[Dataset entries]
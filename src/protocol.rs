// Copyright 2021-2022 Farcaster Devs
//
// This library is free software; you can redistribute it and/or
// modify it under the terms of the GNU Lesser General Public
// License as published by the Free Software Foundation; either
// version 3 of the License, or (at your option) any later version.
//
// This library is distributed in the hope that it will be useful,
// but WITHOUT ANY WARRANTY; without even the implied warranty of
// MERCHANTABILITY or FITNESS FOR A PARTICULAR PURPOSE. See the GNU
// Lesser General Public License for more details.
//
// You should have received a copy of the GNU Lesser General Public
// License along with this library; if not, write to the Free Software
// Foundation, Inc., 51 Franklin Street, Fifth Floor, Boston, MA 02110-1301, USA

//! Swap commands and their execution. An [`Orchestrator`] runs one [`Command`] against a chain
//! client and a wallet, moving a [`Swap`] through the transitions the command implies, and returns
//! an [`Outcome`] to report to the user.

use std::fmt;
use std::time::Duration;

use bitcoin::{Address, Amount, Transaction, Txid};
use serde::{Deserialize, Serialize};

use crate::audit::{audit_contract, inspect_contract, AuditResult};
use crate::bitcoin::fee::{SatPerKvB, DUST_LIMIT};
use crate::bitcoin::timelock::CltvLocktime;
use crate::bitcoin::{Bitcoin, ChainProfile};
use crate::consensus::serialize_hex;
use crate::crypto::{generate_secret, hash_secret, Secret, SecretHash};
use crate::role::SwapRole;
use crate::script::Contract;
use crate::swap::{observe, Event, Swap, SwapState};
use crate::syncer::{ChainClient, ChainTip, Deadline};
use crate::transaction::{build_redeem_tx, build_refund_tx, extract_secret};
use crate::wallet::Wallet;
use crate::Error;

/// Default time allowed to every command for its calls to the node.
pub const DEFAULT_TIMEOUT: Duration = Duration::from_secs(10);

/// Settings of a command invocation.
#[derive(Debug, Clone, PartialEq, Eq, Serialize, Deserialize)]
pub struct Config {
    /// Node RPC server, `host[:port]`, normalized with [`normalize_address`].
    pub server: String,
    pub rpc_user: Option<String>,
    pub rpc_pass: Option<String>,
    pub fee_rate: SatPerKvB,
    pub timeout: Duration,
    pub profile: Bitcoin,
}

impl Default for Config {
    fn default() -> Self {
        Self {
            server: "localhost".to_string(),
            rpc_user: None,
            rpc_pass: None,
            fee_rate: SatPerKvB::default(),
            timeout: DEFAULT_TIMEOUT,
            profile: Bitcoin::default(),
        }
    }
}

impl Config {
    /// URL of the node RPC server, with the default port of the profile network when none is
    /// given.
    pub fn rpc_url(&self) -> Result<String, Error> {
        normalize_address(&self.server, self.profile.network().default_rpc_port())
    }
}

> _TASK_
Among the entries above, find the line with "use crate::Error;" and the line with "pub fn rpc_url(&self)"; give again exactly these two lines and all lines between them.

> _ANSWER FOR THIS EXERCISE_
use crate::Error;

/// Default time allowed to every command for its calls to the node.
pub const DEFAULT_TIMEOUT: Duration = Duration::from_secs(10);

/// Settings of a command invocation.
#[derive(Debug, Clone, PartialEq, Eq, Serialize, Deserialize)]
pub struct Config {
    /// Node RPC server, `host[:port]`, normalized with [`normalize_address`].
    pub server: String,
    pub rpc_user: Option<String>,
    pub rpc_pass: Option<String>,
    pub fee_rate: SatPerKvB,
    pub timeout: Duration,
    pub profile: Bitcoin,
}

impl Default for Config {
    fn default() -> Self {
        Self {
            server: "localhost".to_string(),
            rpc_user: None,
            rpc_pass: None,
            fee_rate: SatPerKvB::default(),
            timeout: DEFAULT_TIMEOUT,
            profile: Bitcoin::default(),
        }
    }
}

impl Config {
    /// URL of the node RPC server, with the default port of the profile network when none is
    /// given.
    pub fn rpc_url(&self) -> Result<String, Error> {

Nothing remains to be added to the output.